Her name had been Lily when I kissed her tiny forehead through the prison nursery glass. Three days old. Pink fists. A cry so sharp it cut through concrete.
“Sign here, Mara,” my husband, Grant Vale, said, sliding the adoption papers under the visitation window.
“It’s the only decent thing you’ll ever do.”
Beside him stood my younger sister, Celeste, dressed in my pearls, her hand resting on his arm like she had already inherited my life.

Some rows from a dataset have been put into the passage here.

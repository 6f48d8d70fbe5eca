//! TCP transfer: reliable delivery over a lossy network.
//!
//! The message is split into one packet per character. Ticks alternate
//! between putting packets on the wire and delivering what is in flight.
//! Lost packets are noticed on the following tick and retransmitted with
//! an incremented attempt count; the receiver reassembles by sequence
//! number and discards duplicates.

use crate::action::{ActionKind, ActionTable};
use crate::journal::StepCx;
use crate::module::{Machine, ModuleDescriptor, ModuleError};
use crate::snapshot::Snapshot;
use lessonlab_env::SimError;
use rand::seq::SliceRandom;
use rand::Rng;
use serde::{Deserialize, Serialize};

pub const ID: &str = "tcp";
pub const TITLE: &str = "How data travels across the internet";

const LOSS_SALT: u64 = 0x7c9;

#[derive(Debug, Clone, Serialize, Deserialize)]
pub struct TcpConfig {
    pub message: String,

    /// Per-packet loss probability while the lossy-link fault is active
    pub loss_chance: f64,
}

impl Default for TcpConfig {
    fn default() -> Self {
        Self {
            message: "HELLO".to_string(),
            loss_chance: 0.5,
        }
    }
}

impl TcpConfig {
    pub fn validate(&self) -> Result<(), SimError> {
        let len = self.message.chars().count();
        if len == 0 || len > 64 {
            return Err(SimError::config(format!("tcp: message length {} outside 1..=64", len)));
        }
        if !(0.0..=1.0).contains(&self.loss_chance) {
            return Err(SimError::config(format!("tcp: loss_chance {} outside [0, 1]", self.loss_chance)));
        }
        Ok(())
    }
}

#[derive(Debug, Clone, Copy, PartialEq, Eq, Serialize, Deserialize)]
#[serde(rename_all = "snake_case")]
pub enum PacketState {
    Pending,
    InTransit,
    Delivered,
    Lost,
}

#[derive(Debug, Clone, PartialEq, Eq, Serialize, Deserialize)]
pub struct Packet {
    pub seq: usize,
    pub payload: char,
    pub state: PacketState,
    pub attempts: u32,
}

#[derive(Debug, Clone, PartialEq, Eq, Serialize, Deserialize)]
pub struct TcpState {
    pub packets: Vec<Packet>,

    /// Receiver buffer indexed by sequence number
    pub received: Vec<Option<char>>,

    /// Reassembled message once complete
    pub assembled: Option<String>,

    pub retransmissions: u64,
    pub duplicates_discarded: u64,

    /// Lossy-link fault active
    pub lossy_link: bool,

    /// Next delivery is duplicated on the wire
    pub duplicate_next: bool,
}

impl TcpState {
    pub fn count(&self, state: PacketState) -> usize {
        self.packets.iter().filter(|p| p.state == state).count()
    }

    pub fn is_complete(&self) -> bool {
        self.assembled.is_some()
    }

    /// Receiver-side acceptance; returns false for a duplicate.
    fn accept(&mut self, seq: usize, payload: char) -> bool {
        match self.received.get_mut(seq) {
            Some(slot @ None) => {
                *slot = Some(payload);
                true
            }
            _ => {
                self.duplicates_discarded += 1;
                false
            }
        }
    }
}

pub struct TcpMachine {
    config: TcpConfig,
}

impl TcpMachine {
    pub fn new(config: TcpConfig) -> Result<Self, SimError> {
        config.validate()?;
        Ok(Self { config })
    }

    pub fn standard() -> Self {
        Self {
            config: TcpConfig::default(),
        }
    }

    fn deliver(&self, state: &mut TcpState, cx: &mut StepCx<'_>) {
        let mut rng = cx.rng(LOSS_SALT);
        let mut lost = Vec::new();
        let mut delivered = 0;

        for i in 0..state.packets.len() {
            if state.packets[i].state != PacketState::InTransit {
                continue;
            }
            if state.lossy_link && rng.gen_bool(self.config.loss_chance) {
                state.packets[i].state = PacketState::Lost;
                lost.push(state.packets[i].seq);
                continue;
            }
            state.packets[i].state = PacketState::Delivered;
            let (seq, payload) = (state.packets[i].seq, state.packets[i].payload);
            state.accept(seq, payload);
            delivered += 1;

            if state.duplicate_next {
                state.duplicate_next = false;
                state.accept(seq, payload);
                cx.info(format!("duplicate of seq {} arrived and was discarded", seq));
            }
        }

        if !lost.is_empty() {
            cx.info(format!("lossy link dropped seq {:?}", lost));
        }
        if delivered > 0 {
            cx.info(format!("{} packet(s) delivered", delivered));
        }

        if state.packets.iter().all(|p| p.state == PacketState::Delivered) {
            let message: String = state.received.iter().flatten().collect();
            cx.ok(format!(
                "all {} packets delivered; receiver reassembled \"{}\"",
                state.packets.len(),
                message
            ));
            state.assembled = Some(message);
        }
    }
}

impl Machine for TcpMachine {
    type State = TcpState;

    fn descriptor(&self) -> ModuleDescriptor {
        ModuleDescriptor {
            id: ID,
            title: TITLE,
            category: "backend",
        }
    }

    fn init(&self) -> TcpState {
        let packets: Vec<Packet> = self
            .config
            .message
            .chars()
            .enumerate()
            .map(|(seq, payload)| Packet {
                seq,
                payload,
                state: PacketState::Pending,
                attempts: 1,
            })
            .collect();
        TcpState {
            received: vec![None; packets.len()],
            packets,
            assembled: None,
            retransmissions: 0,
            duplicates_discarded: 0,
            lossy_link: false,
            duplicate_next: false,
        }
    }

    fn transition(&self, state: &mut TcpState, cx: &mut StepCx<'_>) -> Result<(), ModuleError> {
        if state.is_complete() {
            cx.info("connection idle: message already delivered");
            return Ok(());
        }

        let lost: Vec<usize> = state
            .packets
            .iter()
            .filter(|p| p.state == PacketState::Lost)
            .map(|p| p.seq)
            .collect();
        if !lost.is_empty() {
            for packet in state.packets.iter_mut().filter(|p| p.state == PacketState::Lost) {
                packet.state = PacketState::InTransit;
                packet.attempts += 1;
            }
            state.retransmissions += lost.len() as u64;
            cx.info(format!("timeout: retransmitting seq {:?}", lost));
            return Ok(());
        }

        let pending = state.count(PacketState::Pending);
        if pending > 0 {
            for packet in state.packets.iter_mut().filter(|p| p.state == PacketState::Pending) {
                packet.state = PacketState::InTransit;
            }
            cx.info(format!("sent {} packet(s)", pending));
            return Ok(());
        }

        self.deliver(state, cx);
        Ok(())
    }

    fn snapshot(state: &TcpState) -> Snapshot {
        Snapshot::Tcp(state.clone())
    }

    fn check(&self, state: &TcpState) -> Result<(), String> {
        if state.received.len() != state.packets.len() {
            return Err("receiver buffer size mismatch".to_string());
        }
        for p in &state.packets {
            if p.state == PacketState::Delivered && state.received[p.seq] != Some(p.payload) {
                return Err(format!("seq {} delivered but missing at receiver", p.seq));
            }
        }
        Ok(())
    }

    fn faults(&self) -> ActionTable<Self> {
        ActionTable::new()
            .with("drop_packet", "Drop a packet", ActionKind::OneShot, |_, state: &mut TcpState, cx| {
                let candidates: Vec<usize> = state
                    .packets
                    .iter()
                    .filter(|p| matches!(p.state, PacketState::Pending | PacketState::InTransit))
                    .map(|p| p.seq)
                    .collect();
                match candidates.choose(&mut cx.rng()) {
                    Some(&seq) => {
                        state.packets[seq].state = PacketState::Lost;
                        Ok(format!("packet seq {} ('{}') dropped", seq, state.packets[seq].payload))
                    }
                    None => Ok("no packet in flight to drop".to_string()),
                }
            })
            .with(
                "duplicate_packet",
                "Duplicate the next delivery",
                ActionKind::OneShot,
                |_, state: &mut TcpState, _| {
                    state.duplicate_next = true;
                    Ok("next delivered packet will arrive twice".to_string())
                },
            )
            .with("lossy_link", "Make the link lossy", ActionKind::Sticky, |m: &TcpMachine, state: &mut TcpState, _| {
                if state.lossy_link {
                    return Ok("link already lossy".to_string());
                }
                state.lossy_link = true;
                Ok(format!("link now drops {:.0}% of packets", m.config.loss_chance * 100.0))
            })
            .with("repair_link", "Repair the link", ActionKind::Clear, |_, state: &mut TcpState, _| {
                let was = std::mem::replace(&mut state.lossy_link, false);
                Ok(if was { "link repaired" } else { "link was healthy" }.to_string())
            })
    }
}

#[cfg(test)]
mod tests {
    use super::*;
    use crate::journal::Journal;
    use crate::module::{Instance, Module};

    fn run(module: &mut Instance<TcpMachine>, from: u64, ticks: u64) {
        for t in from..from + ticks {
            let mut journal = Journal::new(t);
            module.transition(t, &mut journal).unwrap();
        }
    }

    #[test]
    fn test_clean_transfer_takes_two_ticks() {
        let mut module = Instance::new(TcpMachine::standard(), 3);
        run(&mut module, 0, 2);

        assert_eq!(module.state().assembled.as_deref(), Some("HELLO"));
        assert_eq!(module.state().retransmissions, 0);
    }

    #[test]
    fn test_dropped_packet_is_retransmitted() {
        let mut module = Instance::new(TcpMachine::standard(), 3);
        run(&mut module, 0, 1);
        module.inject("drop_packet", 1).unwrap();
        assert_eq!(module.state().count(PacketState::Lost), 1);

        // retransmit, deliver, idle
        run(&mut module, 1, 3);
        let state = module.state();
        assert_eq!(state.assembled.as_deref(), Some("HELLO"));
        assert_eq!(state.retransmissions, 1);
        assert!(state.packets.iter().any(|p| p.attempts == 2));
    }

    #[test]
    fn test_duplicate_is_discarded() {
        let mut module = Instance::new(TcpMachine::standard(), 3);
        module.inject("duplicate_packet", 0).unwrap();
        run(&mut module, 0, 2);

        assert_eq!(module.state().duplicates_discarded, 1);
        assert_eq!(module.state().assembled.as_deref(), Some("HELLO"));
    }

    #[test]
    fn test_lossy_link_eventually_delivers_after_repair() {
        let mut module = Instance::new(TcpMachine::standard(), 3);
        module.inject("lossy_link", 0).unwrap();
        run(&mut module, 0, 6);
        module.inject("repair_link", 6).unwrap();
        run(&mut module, 6, 4);

        assert_eq!(module.state().assembled.as_deref(), Some("HELLO"));
    }

    #[test]
    fn test_idle_after_completion() {
        let mut module = Instance::new(TcpMachine::standard(), 3);
        run(&mut module, 0, 2);
        let done = module.snapshot();
        run(&mut module, 2, 3);
        assert_eq!(module.snapshot(), done);
    }
}
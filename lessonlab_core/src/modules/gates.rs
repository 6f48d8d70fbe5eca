//! Logic gates: two inputs walking the truth table.
//!
//! Each tick advances (A, B) to the next row of 00, 01, 10, 11 and
//! re-evaluates AND, OR, NOT (of A), XOR, NAND and NOR.

use crate::action::{ActionKind, ActionTable};
use crate::journal::StepCx;
use crate::module::{Machine, ModuleDescriptor, ModuleError};
use crate::snapshot::Snapshot;
use serde::{Deserialize, Serialize};

pub const ID: &str = "gates";
pub const TITLE: &str = "Logic gates";

#[derive(Debug, Clone, Copy, PartialEq, Eq, Serialize, Deserialize)]
#[serde(rename_all = "UPPERCASE")]
pub enum Gate {
    And,
    Or,
    Not,
    Xor,
    Nand,
    Nor,
}

impl Gate {
    pub const ALL: [Gate; 6] = [Gate::And, Gate::Or, Gate::Not, Gate::Xor, Gate::Nand, Gate::Nor];

    pub fn eval(self, a: bool, b: bool) -> bool {
        match self {
            Gate::And => a && b,
            Gate::Or => a || b,
            Gate::Not => !a,
            Gate::Xor => a ^ b,
            Gate::Nand => !(a && b),
            Gate::Nor => !(a || b),
        }
    }
}

#[derive(Debug, Clone, Copy, PartialEq, Eq, Serialize, Deserialize)]
pub struct GateOutput {
    pub gate: Gate,
    pub output: bool,
}

#[derive(Debug, Clone, PartialEq, Eq, Serialize, Deserialize)]
pub struct GatesState {
    pub a: bool,
    pub b: bool,
    pub outputs: Vec<GateOutput>,

    /// AND output forced high
    pub and_stuck_high: bool,
}

impl GatesState {
    fn evaluate(&mut self) {
        let (a, b, stuck) = (self.a, self.b, self.and_stuck_high);
        self.outputs = Gate::ALL
            .iter()
            .map(|&gate| GateOutput {
                gate,
                output: if gate == Gate::And && stuck { true } else { gate.eval(a, b) },
            })
            .collect();
    }

    pub fn output(&self, gate: Gate) -> bool {
        self.outputs
            .iter()
            .find(|o| o.gate == gate)
            .map(|o| o.output)
            .unwrap_or(false)
    }
}

#[derive(Default)]
pub struct GatesMachine;

impl Machine for GatesMachine {
    type State = GatesState;

    fn descriptor(&self) -> ModuleDescriptor {
        ModuleDescriptor {
            id: ID,
            title: TITLE,
            category: "hardware",
        }
    }

    fn init(&self) -> GatesState {
        let mut state = GatesState {
            a: false,
            b: false,
            outputs: Vec::new(),
            and_stuck_high: false,
        };
        state.evaluate();
        state
    }

    fn transition(&self, state: &mut GatesState, cx: &mut StepCx<'_>) -> Result<(), ModuleError> {
        let row = ((state.a as u8) << 1 | state.b as u8).wrapping_add(1) & 0b11;
        state.a = row & 0b10 != 0;
        state.b = row & 0b01 != 0;
        state.evaluate();

        let rendered: Vec<String> = state
            .outputs
            .iter()
            .map(|o| format!("{:?}={}", o.gate, o.output as u8))
            .collect();
        cx.info(format!(
            "A={} B={} -> {}",
            state.a as u8,
            state.b as u8,
            rendered.join(" ")
        ));
        Ok(())
    }

    fn snapshot(state: &GatesState) -> Snapshot {
        Snapshot::Gates(state.clone())
    }

    fn check(&self, state: &GatesState) -> Result<(), String> {
        if state.outputs.len() != Gate::ALL.len() {
            return Err(format!("expected {} gate outputs, found {}", Gate::ALL.len(), state.outputs.len()));
        }
        Ok(())
    }

    fn faults(&self) -> ActionTable<Self> {
        ActionTable::new()
            .with(
                "stuck_and_high",
                "Stick the AND output at 1",
                ActionKind::Sticky,
                |_, state: &mut GatesState, _| {
                    if state.and_stuck_high {
                        return Ok("AND output already stuck at 1".to_string());
                    }
                    state.and_stuck_high = true;
                    state.evaluate();
                    Ok("AND output stuck at 1".to_string())
                },
            )
            .with(
                "clear_stuck",
                "Release the AND output",
                ActionKind::Clear,
                |_, state: &mut GatesState, _| {
                    let was = std::mem::replace(&mut state.and_stuck_high, false);
                    state.evaluate();
                    Ok(if was { "AND output released" } else { "AND output was not stuck" }.to_string())
                },
            )
    }

    fn controls(&self) -> ActionTable<Self> {
        ActionTable::new()
            .with("toggle_a", "Toggle input A", ActionKind::Control, |_, state: &mut GatesState, _| {
                state.a = !state.a;
                state.evaluate();
                Ok(format!("A set to {}", state.a as u8))
            })
            .with("toggle_b", "Toggle input B", ActionKind::Control, |_, state: &mut GatesState, _| {
                state.b = !state.b;
                state.evaluate();
                Ok(format!("B set to {}", state.b as u8))
            })
    }
}

#[cfg(test)]
mod tests {
    use super::*;
    use crate::journal::Journal;
    use crate::module::{Instance, Module};

    #[test]
    fn test_truth_table_walk() {
        let mut module = Instance::new(GatesMachine, 0);
        let mut rows = Vec::new();
        for t in 0..4 {
            let mut journal = Journal::new(t);
            module.transition(t, &mut journal).unwrap();
            rows.push((module.state().a, module.state().b, module.state().output(Gate::Xor)));
        }
        assert_eq!(
            rows,
            vec![
                (false, true, true),
                (true, false, true),
                (true, true, false),
                (false, false, false),
            ]
        );
    }

    #[test]
    fn test_stuck_and_overrides_inputs() {
        let mut module = Instance::new(GatesMachine, 0);
        module.inject("stuck_and_high", 0).unwrap();
        assert!(module.state().output(Gate::And));
        assert!(!module.state().a && !module.state().b);

        module.inject("clear_stuck", 0).unwrap();
        assert!(!module.state().output(Gate::And));
    }

    #[test]
    fn test_controls_toggle_inputs() {
        let mut module = Instance::new(GatesMachine, 0);
        module.control("toggle_a", 0).unwrap();
        module.control("toggle_b", 0).unwrap();
        assert!(module.state().output(Gate::And));
        assert!(!module.state().output(Gate::Nor));
    }
}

I was twenty-six, convicted of embezzling from Vale Medical, the company my father built and Grant stole. The jury saw a desperate wife. A forged signature. Missing money. They did not see Grant’s offshore accounts or Celeste’s emails because those had vanished before trial.
“You framed me,” I whispered.
Grant smiled. “No, sweetheart. I replaced you.”
Celeste leaned closer to the glass. “Your daughter deserves a mother without a prison number.”
So I signed.
Not because they broke me.
Because I recognized the adoption attorney across the room: Daniel Ross, a quiet man my father once helped when his clinic almost went bankrupt. When he looked at me, he gave one small nod. I wrote Lily’s name, then beneath it, in letters only he would understand, I wrote my father’s old trust code.